*PROBLEM DETAILS*
Check every line in the listing below for "unset". Copy the ones where it occurs.

BEGIN

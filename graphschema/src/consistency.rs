// Copyright (c) 2024-2025 GraphSchema Contributors
// SPDX-License-Identifier: Apache-2.0
//
//! Per-element consistency modifiers and time-to-live settings

use log::debug;
use std::time::Duration;

use crate::error::{SchemaError, SchemaResult};
use crate::management::ManagementTransaction;
use crate::types::{ConsistencyModifier, SchemaId, SchemaRef, TimeUnit};

impl ManagementTransaction {
    /// Consistency modifier of a type or index, DEFAULT when unset
    pub fn get_consistency(&self, target: impl Into<SchemaRef>) -> SchemaResult<ConsistencyModifier> {
        let target = target.into();
        self.read(|view| {
            match target {
                SchemaRef::Type(id) => {
                    view.type_by_id(id).ok_or_else(|| SchemaError::unknown(id))?;
                }
                SchemaRef::GraphIndex(id) => {
                    view.graph_index(id)
                        .ok_or_else(|| SchemaError::unknown(format!("graph index {}", id)))?;
                }
                SchemaRef::RelationIndex(id) => {
                    view.relation_index(id).ok_or_else(|| {
                        SchemaError::unknown(format!("vertex-centric index {}", id))
                    })?;
                    return Ok(ConsistencyModifier::Default);
                }
            }
            Ok(view.consistency(target.id()))
        })
    }

    /// Set the consistency modifier of a relation type or composite graph index
    pub fn set_consistency(
        &mut self,
        target: impl Into<SchemaRef>,
        modifier: ConsistencyModifier,
    ) -> SchemaResult<()> {
        let target = target.into();
        let id = self.read(|view| match target {
            SchemaRef::Type(id) => {
                let element = view.type_by_id(id).ok_or_else(|| SchemaError::unknown(id))?;
                if !element.is_relation_type() {
                    return Err(SchemaError::violation(format!(
                        "Consistency can only be set on relation types, not on {}",
                        element
                    )));
                }
                Ok(id)
            }
            SchemaRef::GraphIndex(id) => {
                let index = view
                    .graph_index(id)
                    .ok_or_else(|| SchemaError::unknown(format!("graph index {}", id)))?;
                if !index.is_composite() {
                    return Err(SchemaError::violation(format!(
                        "Consistency can only be set on composite indexes, '{}' is mixed",
                        index.name()
                    )));
                }
                Ok(id)
            }
            SchemaRef::RelationIndex(id) => Err(SchemaError::violation(format!(
                "Consistency cannot be set on vertex-centric index {}",
                id
            ))),
        })?;

        debug!("Setting consistency of {} to {:?}", id, modifier);
        self.overlay.set_consistency(id, modifier);
        Ok(())
    }

    /// Time-to-live of a schema type, zero when unset
    pub fn get_ttl(&self, target: impl Into<SchemaRef>) -> SchemaResult<Duration> {
        self.ensure_open()?;
        let id = ttl_owner(target.into())?;
        self.read(|view| {
            view.type_by_id(id).ok_or_else(|| SchemaError::unknown(id))?;
            Ok(Duration::from_secs(view.ttl_seconds(id)))
        })
    }

    /// Set the time-to-live of a schema type; sub-second precision is dropped
    pub fn set_ttl(
        &mut self,
        target: impl Into<SchemaRef>,
        value: u64,
        unit: TimeUnit,
    ) -> SchemaResult<()> {
        self.ensure_open()?;
        let id = ttl_owner(target.into())?;
        let ttl_supported = self.config().ttl_supported;
        self.read(|view| {
            let element = view.type_by_id(id).ok_or_else(|| SchemaError::unknown(id))?;
            if !ttl_supported {
                return Err(SchemaError::violation(
                    "The storage backend does not support time-to-live",
                ));
            }
            if !element.supports_ttl() {
                return Err(SchemaError::violation(format!(
                    "{} does not support time-to-live",
                    element
                )));
            }
            Ok(())
        })?;

        let seconds = unit.to_whole_seconds(value);
        debug!("Setting time-to-live of {} to {}s", id, seconds);
        self.overlay.set_ttl(id, seconds);
        Ok(())
    }
}

fn ttl_owner(target: SchemaRef) -> SchemaResult<SchemaId> {
    match target {
        SchemaRef::Type(id) => Ok(id),
        other => Err(SchemaError::violation(format!(
            "Time-to-live applies to schema types only, not index {}",
            other.id()
        ))),
    }
}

END

*RESULT*
    /// Consistency modifier of a type or index, DEFAULT when unset
    /// Time-to-live of a schema type, zero when unset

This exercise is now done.